João Prata gostava de um bom cigarrinho de palha e dedicava
bom tempo fazendo um. Aliás, o fazer um cigarro já faz parte do prazer. É como
um pescador preparando sua tralha, ou uma mocinha se arrumando para o baile. O
coronel picava cuidadosamente o fumo e o desfiava com volúpia, antegozando o
prazer da fumacinha de daqui a pouco. A palha era alisada, bolinada com o
canivete Rogers, e recebia o fumo, espalhado uniformemente com o indicador. Com
ajuda dos polegares, o enrolava em um cilindro perfeito. Uma lambida na
beirada, para colá-lo, e pronto. Era só acender e sorver a fumacinha cheirosa.

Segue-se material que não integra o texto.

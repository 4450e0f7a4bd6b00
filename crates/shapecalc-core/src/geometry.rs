//! 几何模型
//!
//! 支持的图形：
//! - 圆 (Circle)
//! - 矩形 (Rectangle)
//! - 正方形 (Square)：等边矩形，复用矩形公式
//! - 三角形 (Triangle)
//!
//! 本模块不做任何校验，调用方负责保证输入完整且有效。

use crate::dimension::{Dimension, DimensionSet};
use crate::shape::ShapeKind;
use serde::{Deserialize, Serialize};

/// 图形枚举
#[derive(Debug, Clone, Copy, PartialEq, Serialize, Deserialize)]
pub enum Shape {
    Circle(Circle),
    Rectangle(Rectangle),
    Square(Square),
    Triangle(Triangle),
}

impl Shape {
    /// 从尺寸集合构建图形
    ///
    /// 缺失的字段读作 NaN，结果同样为 NaN。
    pub fn from_dimensions(kind: ShapeKind, dims: &DimensionSet) -> Self {
        let v = |d: Dimension| dims.value_or_nan(d);
        match kind {
            ShapeKind::Circle => Shape::Circle(Circle::new(v(Dimension::Radius))),
            ShapeKind::Rectangle => {
                Shape::Rectangle(Rectangle::new(v(Dimension::Length), v(Dimension::Width)))
            }
            ShapeKind::Square => Shape::Square(Square::new(v(Dimension::Side))),
            ShapeKind::Triangle => Shape::Triangle(Triangle::new(
                v(Dimension::Base),
                v(Dimension::Height),
                [v(Dimension::SideA), v(Dimension::SideB), v(Dimension::SideC)],
            )),
        }
    }

    pub fn kind(&self) -> ShapeKind {
        match self {
            Shape::Circle(_) => ShapeKind::Circle,
            Shape::Rectangle(_) => ShapeKind::Rectangle,
            Shape::Square(_) => ShapeKind::Square,
            Shape::Triangle(_) => ShapeKind::Triangle,
        }
    }

    pub fn area(&self) -> f64 {
        match self {
            Shape::Circle(c) => c.area(),
            Shape::Rectangle(r) => r.area(),
            Shape::Square(s) => s.area(),
            Shape::Triangle(t) => t.area(),
        }
    }

    pub fn perimeter(&self) -> f64 {
        match self {
            Shape::Circle(c) => c.circumference(),
            Shape::Rectangle(r) => r.perimeter(),
            Shape::Square(s) => s.perimeter(),
            Shape::Triangle(t) => t.perimeter(),
        }
    }

    /// 同时计算面积和周长
    pub fn compute(&self) -> ComputationResult {
        ComputationResult {
            area: self.area(),
            perimeter: self.perimeter(),
        }
    }
}

/// 圆
#[derive(Debug, Clone, Copy, PartialEq, Serialize, Deserialize)]
pub struct Circle {
    pub radius: f64,
}

impl Circle {
    pub fn new(radius: f64) -> Self {
        Self { radius }
    }

    /// 计算周长
    pub fn circumference(&self) -> f64 {
        2.0 * std::f64::consts::PI * self.radius
    }

    /// 计算面积
    pub fn area(&self) -> f64 {
        std::f64::consts::PI * self.radius * self.radius
    }
}

/// 矩形
#[derive(Debug, Clone, Copy, PartialEq, Serialize, Deserialize)]
pub struct Rectangle {
    pub length: f64,
    pub width: f64,
}

impl Rectangle {
    pub fn new(length: f64, width: f64) -> Self {
        Self { length, width }
    }

    pub fn area(&self) -> f64 {
        self.length * self.width
    }

    pub fn perimeter(&self) -> f64 {
        2.0 * (self.length + self.width)
    }
}

/// 正方形
///
/// 内部保存一个长宽相等的矩形，面积和周长直接委托给矩形。
#[derive(Debug, Clone, Copy, PartialEq, Serialize, Deserialize)]
pub struct Square {
    rect: Rectangle,
}

impl Square {
    pub fn new(side: f64) -> Self {
        Self {
            rect: Rectangle::new(side, side),
        }
    }

    pub fn side(&self) -> f64 {
        self.rect.length
    }

    pub fn as_rectangle(&self) -> &Rectangle {
        &self.rect
    }

    pub fn area(&self) -> f64 {
        self.rect.area()
    }

    pub fn perimeter(&self) -> f64 {
        self.rect.perimeter()
    }
}

/// 三角形
///
/// 面积由底和高计算，周长由三条边计算，两组输入互相独立。
/// 不检查三角不等式，也不检查底/高与三边是否一致。
#[derive(Debug, Clone, Copy, PartialEq, Serialize, Deserialize)]
pub struct Triangle {
    pub base: f64,
    pub height: f64,
    /// 三条边 (sideA, sideB, sideC)
    pub sides: [f64; 3],
}

impl Triangle {
    pub fn new(base: f64, height: f64, sides: [f64; 3]) -> Self {
        Self {
            base,
            height,
            sides,
        }
    }

    pub fn area(&self) -> f64 {
        0.5 * self.base * self.height
    }

    pub fn perimeter(&self) -> f64 {
        self.sides.iter().sum()
    }
}

/// 计算结果
#[derive(Debug, Clone, Copy, PartialEq, Serialize, Deserialize)]
pub struct ComputationResult {
    pub area: f64,
    pub perimeter: f64,
}

impl ComputationResult {
    /// 面积，保留两位小数
    pub fn area_text(&self) -> String {
        format!("{:.2}", self.area)
    }

    /// 周长，保留两位小数
    pub fn perimeter_text(&self) -> String {
        format!("{:.2}", self.perimeter)
    }
}

#[cfg(test)]
mod tests {
    use super::*;

    const EPS: f64 = 1e-9;

    #[test]
    fn test_circle() {
        let c = Circle::new(5.0);
        assert!((c.area() - 78.539_816_339_744_83).abs() < EPS);
        assert!((c.circumference() - 31.415_926_535_897_93).abs() < EPS);
    }

    #[test]
    fn test_rectangle() {
        let r = Rectangle::new(4.0, 2.5);
        assert_eq!(r.area(), 10.0);
        assert_eq!(r.perimeter(), 13.0);
    }

    #[test]
    fn test_square_delegates_to_rectangle() {
        let s = Square::new(3.0);
        assert_eq!(s.side(), 3.0);
        assert_eq!(s.as_rectangle(), &Rectangle::new(3.0, 3.0));
        assert_eq!(s.area(), 9.0);
        assert_eq!(s.perimeter(), 12.0);
    }

    #[test]
    fn test_triangle_uses_disjoint_inputs() {
        // 三边 1,1,10 无法构成三角形，仍然照常计算
        let t = Triangle::new(6.0, 4.0, [1.0, 1.0, 10.0]);
        assert_eq!(t.area(), 12.0);
        assert_eq!(t.perimeter(), 12.0);
    }

    #[test]
    fn test_from_dimensions() {
        let dims: DimensionSet = [(Dimension::Length, 4.0), (Dimension::Width, 0.0)]
            .into_iter()
            .collect();
        let shape = Shape::from_dimensions(ShapeKind::Rectangle, &dims);
        assert_eq!(shape.kind(), ShapeKind::Rectangle);

        let result = shape.compute();
        assert_eq!(result.area_text(), "0.00");
        assert_eq!(result.perimeter_text(), "8.00");
    }

    #[test]
    fn test_missing_dimension_reads_as_nan() {
        let shape = Shape::from_dimensions(ShapeKind::Circle, &DimensionSet::new());
        assert!(shape.area().is_nan());
        assert!(shape.perimeter().is_nan());
    }
}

Mas isto nem sempre tinha um bom final. Era terminar de enrolar e o Mário, que
ao lado a tudo assistia, se babando em elogios, vinha com costumeira
lenga-lenga. “Seu João, que coisa impressionante, é o cigarro mais bem feito que
já ví. O Senhor é um artista. Dá prá mim esta obra-prima. Quero ter o prazer de
fumá-la.” O velho negaceava, mas sempre cedia.
Aquilo foi cansando o coronel, que se esmerava no capricho,
mas quem usufria do êxtase era o Mário. Ruminava uma vingança.
Uma tarde, quando Mário voltava de um passeio a cavalo, o
veterano coronel começou a lenta operação de fazer um cigarrinho. Só que
substituiu o bom fumo goiano por autêntica bosta seca de vaca. Mário chegou no
justo momento do arremate e começou a ladainha: “Seu João, o rei do cigarrinho
de palha, não vou permitir que fume esta jóia. Ela foi feita para seu amigo
aqui que não tem sua maestria, mas tem um paladar apurado. Eu mereço”. O velho
matreiro, cheio de baldas, refugou, negaceou, negou estribo, lamuriou e,
protestando, cedeu a tão falada obra-prima. O latagão acendeu o cigarro, tragou
lentamente, expeliu a fumaça e veio com a lenga-lenga de sempre: “Divino.
Manjar dos deuses. Seu João o artista do tabaco. Eta fuminho bom.”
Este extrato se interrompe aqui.